La prima domanda è d’obbligo e scontata : l’eventuale voto della giunta per le elezioni e l’immunità del senato a favore della decadenza di Silvio Berlusconi come senatore sancirà la fine del governo Letta e delle larghe intese Pd – Pdl ?Si questo Caldarola ha le idee chiare: Berlusconi sta legando molto pressantemente il tema della sua salvezza a quella del governo Letta. Berlusconi chiede una serie di cose. Chiede che il parlamento contesti la legittimità della retroattività delle legge Severino. Chiede al capo dello Stato un provvedimento di grazia che intervenga sia sulla pena principale e soprattutto su quella accessoria. La situazione realisticamente è quella che vede il Pd e la maggioranza della giunta votare per la decadenza di Berlusconi. E un provvedimento di grazia è abbastanza improbabile, prima di tutto perché non vi è la domanda e secondo perché su Berlusconi incombono altre probabili condanne ed è quindi difficile immaginare che il capo dello Stato dia la grazia ad un parlamentare che si potrebbe ritrovare dopo 6 mesi con la stessa richiesta. Questo significa che la fuoriuscita dal parlamento e dalla politica attiva di Berlusconi è segnata. Questo significherà il termine del governo Letta? Probabilmente sì. I berlusconiani dovranno però fare prima i conti con alcuni fattori. Il primo è quello che si trovi un’altra maggioranza, al Senato perché alla Camera già c è, per far continuare il governo Letta. In secondo luogo l’arma delle elezioni anticipate è totalmente spuntata, perché il capo dello Stato ha già detto che non porterà mai il paese votare con una legge elettorale che a dicembre la Corte Costituzionale dichiarerà incostituzionale. Infine ci sono ricatti economici sul paese e sulle aziende di Berlusconi che potrebbero consigliarli una maggiore prudenza. Detto questo, sappiamo benissimo come Berlusconi e tutto il centrodestra siano in una vicenda drammatica ed è difficile immaginare cosa potranno decidere.

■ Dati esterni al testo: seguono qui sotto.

/// Identity provider types

use serde::{Deserialize, Serialize};

/// A signed-in account
#[derive(Debug, Clone, PartialEq, Eq, Serialize, Deserialize)]
pub struct User {
    pub uid: String,
    pub email: String,
}

/// Result of a successful credential exchange
///
/// `token` is the only copy of the secret; the provider keeps its hash.
#[derive(Debug, Clone, Serialize, Deserialize)]
pub struct Session {
    pub token: String,
    pub user: User,
}

/// Credential exchange failures
#[derive(Debug, thiserror::Error)]
pub enum AuthError {
    #[error("invalid email or password")]
    InvalidCredentials,
    #[error("password hashing failed: {0}")]
    Hashing(String),
}
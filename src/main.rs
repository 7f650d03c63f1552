/// Folio: personal portfolio site
///
/// Main entry point for the folio server. Loads configuration from the
/// environment and starts the HTTP server.

use folio::{config::Config, server::start_server};

/// Application entry point
///
/// The server provides:
/// - Site pages at /, /about, /projects, /project/{id}, /resume, /login, /admin
/// - Admin API at /api/projects/*, /api/profile and /api/auth/*
/// - Health check at /healthz
#[tokio::main]
async fn main() -> Result<(), Box<dyn std::error::Error>> {
    // Load configuration (defaults to 0.0.0.0:3005 and data/folio.db)
    let config = Config::default();

    start_server(config).await?;

    Ok(())
}
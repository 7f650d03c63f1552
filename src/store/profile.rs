/// Singleton profile document at settings/profile
///
/// Reads never persist anything: an absent document reads as `None` and
/// callers fall back to `Profile::default()`. Writes merge into the stored
/// document, starting from the default when it doesn't exist yet.

use crate::store::{
    changes::{ChangeFeed, ChangeKind},
    types::{Profile, ProfileUpdate, PROFILE_KEY, SETTINGS_COLLECTION},
};
use anyhow::Result;
use sqlx::{sqlite::SqlitePool, Row};

#[derive(Debug, Clone)]
pub struct ProfileStore {
    pool: SqlitePool,
    changes: ChangeFeed,
}

impl ProfileStore {
    pub fn new(pool: SqlitePool, changes: ChangeFeed) -> Self {
        Self { pool, changes }
    }

    pub fn changes(&self) -> &ChangeFeed {
        &self.changes
    }

    /// The stored profile, if one was ever written
    pub async fn get_profile(&self) -> Result<Option<Profile>> {
        let row = sqlx::query("SELECT data FROM documents WHERE collection = ? AND key = ?")
            .bind(SETTINGS_COLLECTION)
            .bind(PROFILE_KEY)
            .fetch_optional(&self.pool)
            .await?;

        match row {
            Some(row) => {
                let data: String = row.get("data");
                Ok(Some(serde_json::from_str(&data)?))
            }
            None => Ok(None),
        }
    }

    /// The stored profile or the built-in default
    pub async fn profile_or_default(&self) -> Result<Profile> {
        Ok(self.get_profile().await?.unwrap_or_default())
    }

    /// Merge `update` into the profile document, creating it if needed
    pub async fn update_profile(&self, update: ProfileUpdate) -> Result<Profile> {
        match self.merge_and_write(update).await {
            Ok(profile) => {
                self.changes.publish(SETTINGS_COLLECTION, PROFILE_KEY, ChangeKind::Updated);
                tracing::info!("👤 Profile updated");
                Ok(profile)
            }
            Err(e) => {
                tracing::error!("❌ Failed to update profile: {}", e);
                Err(e)
            }
        }
    }

    async fn merge_and_write(&self, update: ProfileUpdate) -> Result<Profile> {
        let mut tx = self.pool.begin().await?;

        let existing = sqlx::query("SELECT data FROM documents WHERE collection = ? AND key = ?")
            .bind(SETTINGS_COLLECTION)
            .bind(PROFILE_KEY)
            .fetch_optional(&mut *tx)
            .await?;

        let mut profile = match existing {
            Some(row) => {
                let data: String = row.get("data");
                serde_json::from_str(&data)?
            }
            None => Profile::default(),
        };
        update.merge_into(&mut profile);

        let data = serde_json::to_string(&profile)?;
        sqlx::query(
            r#"
            INSERT INTO documents (collection, key, data, updated_at)
            VALUES (?, ?, ?, CURRENT_TIMESTAMP)
            ON CONFLICT(collection, key) DO UPDATE SET
                data = excluded.data,
                updated_at = CURRENT_TIMESTAMP
            "#,
        )
        .bind(SETTINGS_COLLECTION)
        .bind(PROFILE_KEY)
        .bind(&data)
        .execute(&mut *tx)
        .await?;

        tx.commit().await?;
        Ok(profile)
    }
}

#[cfg(test)]
mod tests {
    use super::*;
    use crate::store::database::DatabaseManager;

    async fn store() -> ProfileStore {
        let db = DatabaseManager::in_memory().await.unwrap();
        ProfileStore::new(db.pool().clone(), ChangeFeed::new())
    }

    #[tokio::test]
    async fn test_default_before_first_write() {
        let store = store().await;
        assert!(store.get_profile().await.unwrap().is_none());
        assert_eq!(store.profile_or_default().await.unwrap(), Profile::default());

        // Reading must not persist the default
        assert!(store.get_profile().await.unwrap().is_none());
    }

    #[tokio::test]
    async fn test_first_write_merges_onto_default() {
        let store = store().await;
        store
            .update_profile(ProfileUpdate {
                name: Some("Ada".to_string()),
                ..Default::default()
            })
            .await
            .unwrap();

        let stored = store.get_profile().await.unwrap().unwrap();
        assert_eq!(stored.name, "Ada");
        assert_eq!(stored.email, "hello@example.com");
    }

    #[tokio::test]
    async fn test_later_writes_keep_earlier_fields() {
        let store = store().await;
        store
            .update_profile(ProfileUpdate { name: Some("Ada".to_string()), ..Default::default() })
            .await
            .unwrap();
        store
            .update_profile(ProfileUpdate { email: Some("ada@example.com".to_string()), ..Default::default() })
            .await
            .unwrap();

        let stored = store.profile_or_default().await.unwrap();
        assert_eq!(stored.name, "Ada");
        assert_eq!(stored.email, "ada@example.com");
    }

    #[tokio::test]
    async fn test_update_publishes_change() {
        let store = store().await;
        let mut rx = store.changes().subscribe();

        store.update_profile(ProfileUpdate::default()).await.unwrap();

        let change = rx.recv().await.unwrap();
        assert_eq!(change.collection, SETTINGS_COLLECTION);
        assert_eq!(change.key, PROFILE_KEY);
    }
}
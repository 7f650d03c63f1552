/// Store failures that callers need to tell apart from plain I/O errors
#[derive(Debug, thiserror::Error)]
pub enum StoreError {
    #[error("no document '{id}' in collection '{collection}'")]
    NotFound { collection: String, id: String },
    #[error("invalid document: {0}")]
    Invalid(String),
}

impl StoreError {
    pub fn not_found(collection: &str, id: &str) -> Self {
        Self::NotFound {
            collection: collection.to_string(),
            id: id.to_string(),
        }
    }
}
/// Sign-in and sign-out endpoints
///
/// The session token is returned in the body and also set as an HttpOnly cookie
/// so page navigations carry it.

use crate::api::{error_status, request_user, session_token, AppState, SESSION_COOKIE};
use crate::auth::User;
use axum::{
    extract::State,
    http::{header, HeaderMap, StatusCode},
    response::{IntoResponse, Json},
    routing::{get, post},
    Router,
};
use serde::{Deserialize, Serialize};

#[derive(Debug, Deserialize)]
pub struct LoginRequest {
    pub email: String,
    pub password: String,
}

#[derive(Debug, Serialize)]
pub struct LoginResponse {
    pub token: String,
    pub user: User,
}

#[derive(Debug, Serialize)]
#[serde(rename_all = "camelCase")]
pub struct SessionResponse {
    /// User behind the request's session token
    pub user: Option<User>,
    /// Whether anyone is signed in to the site
    pub signed_in: bool,
}

pub fn create_auth_routes() -> Router<AppState> {
    Router::new()
        .route("/api/auth/login", post(login))
        .route("/api/auth/logout", post(logout))
        .route("/api/auth/session", get(session))
}

/// POST /api/auth/login
/// Body: { "email": "...", "password": "..." }
async fn login(
    State(state): State<AppState>,
    Json(payload): Json<LoginRequest>,
) -> Result<impl IntoResponse, StatusCode> {
    if payload.email.is_empty() || payload.password.is_empty() {
        return Err(StatusCode::BAD_REQUEST);
    }

    let session = state
        .identity
        .login(&payload.email, &payload.password)
        .await
        .map_err(|e| error_status(&e))?;

    let cookie = format!("{}={}; Path=/; HttpOnly; SameSite=Lax", SESSION_COOKIE, session.token);
    Ok((
        [(header::SET_COOKIE, cookie)],
        Json(LoginResponse {
            token: session.token,
            user: session.user,
        }),
    ))
}

/// POST /api/auth/logout
///
/// Always succeeds; sign-out failures are only logged.
async fn logout(State(state): State<AppState>, headers: HeaderMap) -> impl IntoResponse {
    if let Some(token) = session_token(&headers) {
        state.identity.logout(&token).await;
    }

    let cookie = format!("{}=; Path=/; Max-Age=0; HttpOnly; SameSite=Lax", SESSION_COOKIE);
    ([(header::SET_COOKIE, cookie)], StatusCode::NO_CONTENT)
}

/// GET /api/auth/session
async fn session(
    State(state): State<AppState>,
    headers: HeaderMap,
) -> Result<Json<SessionResponse>, StatusCode> {
    Ok(Json(SessionResponse {
        user: request_user(&state, &headers).await?,
        signed_in: state.observer.is_signed_in(),
    }))
}
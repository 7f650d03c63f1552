/// Project REST API endpoints
///
/// Reads are public; writes need a session. Every write lands on the change
/// feed, so open `/api/projects/stream` connections see it immediately.

use crate::{
    api::{error_status, require_user, AppState},
    store::{watch_projects, NewProject, Project, ProjectUpdate},
};
use axum::{
    extract::{Path, State},
    http::{HeaderMap, StatusCode},
    response::{
        sse::{Event, KeepAlive, Sse},
        Json,
    },
    routing::get,
    Router,
};
use futures_util::stream::{self, Stream};
use serde::Serialize;
use serde_json::{json, Value};
use std::convert::Infallible;

/// Response for project creation/update operations
#[derive(Debug, Serialize)]
pub struct ProjectResponse {
    pub id: String,
    pub message: String,
}

/// Create project routes
pub fn create_project_routes() -> Router<AppState> {
    Router::new()
        .route("/api/projects", get(list_projects).post(create_project))
        .route("/api/projects/stream", get(stream_projects))
        .route(
            "/api/projects/{id}",
            get(get_project).put(update_project).delete(delete_project),
        )
}

/// Create a new project
///
/// POST /api/projects
/// Body: { "title": "...", "description": "...", "category": "...", "tags": [...], "image": "...", "link": "..." }
async fn create_project(
    State(state): State<AppState>,
    headers: HeaderMap,
    Json(project): Json<NewProject>,
) -> Result<(StatusCode, Json<ProjectResponse>), StatusCode> {
    require_user(&state, &headers).await?;

    if project.title.trim().is_empty() {
        return Err(StatusCode::BAD_REQUEST);
    }

    let title = project.title.clone();
    let id = state
        .projects
        .add_project(project)
        .await
        .map_err(|e| error_status(&e))?;

    Ok((
        StatusCode::CREATED,
        Json(ProjectResponse {
            id,
            message: format!("Project '{}' created successfully", title),
        }),
    ))
}

/// List all projects, newest first
///
/// GET /api/projects
/// Returns: { "projects": [...] }
async fn list_projects(State(state): State<AppState>) -> Result<Json<Value>, StatusCode> {
    match state.projects.list_projects().await {
        Ok(projects) => Ok(Json(json!({ "projects": projects }))),
        Err(e) => {
            tracing::error!("Failed to list projects: {}", e);
            Err(StatusCode::INTERNAL_SERVER_ERROR)
        }
    }
}

/// Get a specific project by ID
///
/// GET /api/projects/{id}
async fn get_project(
    State(state): State<AppState>,
    Path(id): Path<String>,
) -> Result<Json<Project>, StatusCode> {
    match state.projects.get_project(&id).await {
        Ok(Some(project)) => Ok(Json(project)),
        Ok(None) => Err(StatusCode::NOT_FOUND),
        Err(e) => {
            tracing::error!("Failed to get project {}: {}", id, e);
            Err(StatusCode::INTERNAL_SERVER_ERROR)
        }
    }
}

/// Merge fields into an existing project
///
/// PUT /api/projects/{id}
/// Body: any subset of the project fields
async fn update_project(
    State(state): State<AppState>,
    headers: HeaderMap,
    Path(id): Path<String>,
    Json(updates): Json<ProjectUpdate>,
) -> Result<Json<Project>, StatusCode> {
    require_user(&state, &headers).await?;

    if updates.title.as_deref().is_some_and(|t| t.trim().is_empty()) {
        return Err(StatusCode::BAD_REQUEST);
    }

    state
        .projects
        .update_project(&id, updates)
        .await
        .map(Json)
        .map_err(|e| error_status(&e))
}

/// Delete a project
///
/// DELETE /api/projects/{id}
/// Returns: { "message": "Project deleted successfully" }
async fn delete_project(
    State(state): State<AppState>,
    headers: HeaderMap,
    Path(id): Path<String>,
) -> Result<Json<Value>, StatusCode> {
    require_user(&state, &headers).await?;

    match state.projects.delete_project(&id).await {
        Ok(true) => Ok(Json(json!({ "message": "Project deleted successfully" }))),
        Ok(false) => Err(StatusCode::NOT_FOUND),
        Err(e) => Err(error_status(&e)),
    }
}

/// Realtime project list
///
/// GET /api/projects/stream
/// Sends the full ordered list on connect and again after every change.
/// The subscription ends when the client disconnects.
async fn stream_projects(
    State(state): State<AppState>,
) -> Sse<impl Stream<Item = Result<Event, Infallible>>> {
    let live = watch_projects(&state.projects).await;
    tracing::debug!("📡 Project stream opened");

    let events = stream::unfold((live, true), |(mut live, first)| async move {
        let snapshot = if first {
            live.current()
        } else {
            live.changed().await?
        };

        let event = match Event::default().event("projects").json_data(&snapshot) {
            Ok(event) => event,
            Err(e) => {
                tracing::error!("Failed to encode project snapshot: {}", e);
                Event::default().event("error").data(e.to_string())
            }
        };
        Some((Ok(event), (live, false)))
    });

    Sse::new(events).keep_alive(KeepAlive::default())
}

Se cadesse il governo Letta, crede che sarebbe possibile una convergenza politica tra Pd e Movimento 5 stelle per formare una nuova maggioranza?
Io non credo a questa alleanza. Io credo che se cadesse questo governo, Enrico Letta darebbe vita ad un governo che definirebbe di “servizio” per proporre al parlamento un cambiamento della legge elettorale, oltre che affrontare la crisi e la legge finanziaria. Per dirla in modo più semplice possibile, il nuovo governo Letta è possibile non con un’alleanza strategica con il Movimento 5 Stelle, ma con una maggioranza che cerchi di riscrivere la legge elettorale ed approvare la legge finanziaria in modo da portare il paese al voto intorno ad Aprile.
Il Partito Democratico si accinge a tenere un nuovo congresso. Questa può essere la volta buona per Matteo Renzi di diventare segretario?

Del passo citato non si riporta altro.